What you have to do:
Within this listing, how many lines include the word "actual"? Only the number should be given.

The records:
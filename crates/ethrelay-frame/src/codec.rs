use std::fmt;
use std::time::Duration;

use bytes::{BufMut, Bytes, BytesMut};

use crate::channel::{ChannelBitVector, RelayIndex, BIT_VECTOR_LEN};
use crate::error::{FrameError, Result};
use crate::opcode::{
    opcode_name, GET_MODULE_INFO, GET_RELAY_STATE, GET_UNLOCK_TIME, LOG_OUT, SEND_PASSWORD,
    SET_RELAY_OFF, SET_RELAY_ON, SET_RELAY_STATE,
};

/// A single request and the length of the response it expects.
#[derive(Clone, PartialEq, Eq)]
pub struct Command {
    opcode: u8,
    payload: Bytes,
    response_len: usize,
}

impl Command {
    /// Create a command from raw parts.
    pub fn new(opcode: u8, payload: impl Into<Bytes>, response_len: usize) -> Self {
        Self {
            opcode,
            payload: payload.into(),
            response_len,
        }
    }

    pub fn get_module_info() -> Self {
        Self::new(GET_MODULE_INFO, Bytes::new(), ModuleIdentity::WIRE_LEN)
    }

    pub fn get_relay_state() -> Self {
        Self::new(GET_RELAY_STATE, Bytes::new(), BIT_VECTOR_LEN)
    }

    pub fn set_relay_state(bits: ChannelBitVector) -> Self {
        Self::new(
            SET_RELAY_STATE,
            Bytes::copy_from_slice(bits.as_bytes()),
            1,
        )
    }

    /// Switch one relay with the dedicated on/off opcode.
    ///
    /// The payload is two raw binary bytes: channel number, then pulse.
    pub fn set_relay(index: RelayIndex, on: bool, pulse: Pulse) -> Self {
        let opcode = if on { SET_RELAY_ON } else { SET_RELAY_OFF };
        Self::new(opcode, vec![index.get(), pulse.get()], 1)
    }

    pub fn send_password(password: &[u8]) -> Self {
        Self::new(SEND_PASSWORD, Bytes::copy_from_slice(password), 1)
    }

    pub fn get_unlock_time() -> Self {
        Self::new(GET_UNLOCK_TIME, Bytes::new(), 1)
    }

    pub fn log_out() -> Self {
        Self::new(LOG_OUT, Bytes::new(), 1)
    }

    pub fn opcode(&self) -> u8 {
        self.opcode
    }

    pub fn payload(&self) -> &[u8] {
        &self.payload
    }

    /// Number of bytes the module answers with.
    pub fn response_len(&self) -> usize {
        self.response_len
    }

    /// Diagnostic name of the opcode.
    pub fn name(&self) -> &'static str {
        opcode_name(self.opcode)
    }

    /// The full request as it goes on the wire.
    pub fn encode(&self) -> Bytes {
        let mut buf = BytesMut::with_capacity(1 + self.payload.len());
        encode_command(self.opcode, &self.payload, &mut buf);
        buf.freeze()
    }
}

impl fmt::Debug for Command {
    fn fmt(&self, f: &mut fmt::Formatter<'_>) -> fmt::Result {
        let mut dbg = f.debug_struct("Command");
        dbg.field("opcode", &format_args!("{:#04x} ({})", self.opcode, self.name()));
        if self.opcode == SEND_PASSWORD {
            dbg.field(
                "payload",
                &format_args!("<redacted:{} bytes>", self.payload.len()),
            );
        } else {
            dbg.field("payload", &self.payload.as_ref());
        }
        dbg.field("response_len", &self.response_len).finish()
    }
}

/// Encode a request into the wire format.
///
/// Wire format:
/// ```text
/// ┌──────────────┬───────────────────────┐
/// │ Opcode (1B)  │ Payload (0..n bytes)  │
/// └──────────────┴───────────────────────┘
/// ```
pub fn encode_command(opcode: u8, payload: &[u8], dst: &mut BytesMut) {
    dst.reserve(1 + payload.len());
    dst.put_u8(opcode);
    dst.put_slice(payload);
}

/// Interpret the first response byte as an unsigned value.
pub fn decode_u8(command: &'static str, bytes: &[u8]) -> Result<u8> {
    bytes.first().copied().ok_or(FrameError::ShortResponse {
        command,
        expected: 1,
        actual: 0,
    })
}

/// A timed relay activation in 100 ms units; zero means permanent.
#[derive(Debug, Clone, Copy, Default, PartialEq, Eq, PartialOrd, Ord, Hash)]
pub struct Pulse(u8);

impl Pulse {
    pub const PERMANENT: Pulse = Pulse(0);

    pub fn from_deciseconds(value: u8) -> Self {
        Self(value)
    }

    pub fn get(self) -> u8 {
        self.0
    }

    pub fn is_permanent(self) -> bool {
        self.0 == 0
    }

    /// Wall-clock length of the pulse; `None` for a permanent switch.
    pub fn duration(self) -> Option<Duration> {
        (!self.is_permanent()).then(|| Duration::from_millis(u64::from(self.0) * 100))
    }
}

impl TryFrom<i64> for Pulse {
    type Error = FrameError;

    fn try_from(value: i64) -> Result<Self> {
        u8::try_from(value)
            .map(Pulse)
            .map_err(|_| FrameError::PulseOutOfRange(value))
    }
}

/// Decoded `get_module_info` response.
#[derive(Debug, Clone, Copy, PartialEq, Eq)]
pub struct ModuleIdentity {
    pub model_id: u8,
    pub hardware_version: u8,
    pub firmware_version: u8,
}

impl ModuleIdentity {
    pub const WIRE_LEN: usize = 3;

    pub fn decode(bytes: &[u8]) -> Result<Self> {
        match bytes {
            [model_id, hardware_version, firmware_version, ..] => Ok(Self {
                model_id: *model_id,
                hardware_version: *hardware_version,
                firmware_version: *firmware_version,
            }),
            _ => Err(FrameError::ShortResponse {
                command: "get_module_info",
                expected: Self::WIRE_LEN,
                actual: bytes.len(),
            }),
        }
    }
}

#[cfg(test)]
mod tests {
    use super::*;

    #[test]
    fn encode_opcode_only() {
        assert_eq!(Command::get_module_info().encode().as_ref(), &[0x10]);
        assert_eq!(Command::get_unlock_time().encode().as_ref(), &[0x7A]);
        assert_eq!(Command::log_out().encode().as_ref(), &[0x7B]);
        assert_eq!(Command::get_relay_state().encode().as_ref(), &[0x24]);
    }

    #[test]
    fn encode_appends_payload_verbatim() {
        let mut buf = BytesMut::new();
        encode_command(0x79, b"pw", &mut buf);
        encode_command(0x24, b"", &mut buf);
        assert_eq!(buf.as_ref(), &[0x79, b'p', b'w', 0x24]);
    }

    #[test]
    fn set_relay_uses_raw_binary_bytes() {
        let relay = RelayIndex::new(12, 20).unwrap();

        let on = Command::set_relay(relay, true, Pulse::from_deciseconds(25));
        assert_eq!(on.encode().as_ref(), &[0x20, 12, 25]);

        let off = Command::set_relay(relay, false, Pulse::PERMANENT);
        assert_eq!(off.encode().as_ref(), &[0x21, 12, 0]);
        assert_eq!(off.response_len(), 1);
    }

    #[test]
    fn set_relay_state_carries_bit_vector() {
        let cmd = Command::set_relay_state(ChannelBitVector::from_bytes([0x10, 0x00, 0x08]));
        assert_eq!(cmd.encode().as_ref(), &[0x23, 0x10, 0x00, 0x08]);
        assert_eq!(cmd.response_len(), 1);
    }

    #[test]
    fn response_lengths() {
        assert_eq!(Command::get_module_info().response_len(), 3);
        assert_eq!(Command::get_relay_state().response_len(), 3);
        assert_eq!(Command::send_password(b"x").response_len(), 1);
    }

    #[test]
    fn password_is_redacted_in_debug() {
        let dbg = format!("{:?}", Command::send_password(b"hunter2"));
        assert!(!dbg.contains("hunter2"));
        assert!(dbg.contains("<redacted:7 bytes>"));
    }

    #[test]
    fn pulse_range() {
        assert_eq!(Pulse::try_from(0i64).unwrap(), Pulse::PERMANENT);
        assert_eq!(Pulse::try_from(255i64).unwrap().get(), 255);
        assert!(matches!(
            Pulse::try_from(256i64),
            Err(FrameError::PulseOutOfRange(256))
        ));
        assert!(matches!(
            Pulse::try_from(-1i64),
            Err(FrameError::PulseOutOfRange(-1))
        ));
    }

    #[test]
    fn pulse_duration() {
        assert_eq!(Pulse::PERMANENT.duration(), None);
        assert_eq!(
            Pulse::from_deciseconds(15).duration(),
            Some(Duration::from_millis(1500))
        );
    }

    #[test]
    fn decode_module_identity() {
        let id = ModuleIdentity::decode(&[21, 2, 7]).unwrap();
        assert_eq!(id.model_id, 21);
        assert_eq!(id.hardware_version, 2);
        assert_eq!(id.firmware_version, 7);

        assert!(matches!(
            ModuleIdentity::decode(&[21]),
            Err(FrameError::ShortResponse { actual: 1, .. })
        ));
    }

    #[test]
    fn decode_single_byte() {
        assert_eq!(decode_u8("get_unlock_time", &[0xFF]).unwrap(), 255);
        assert!(decode_u8("get_unlock_time", &[]).is_err());
    }
}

Result of the exercise:
3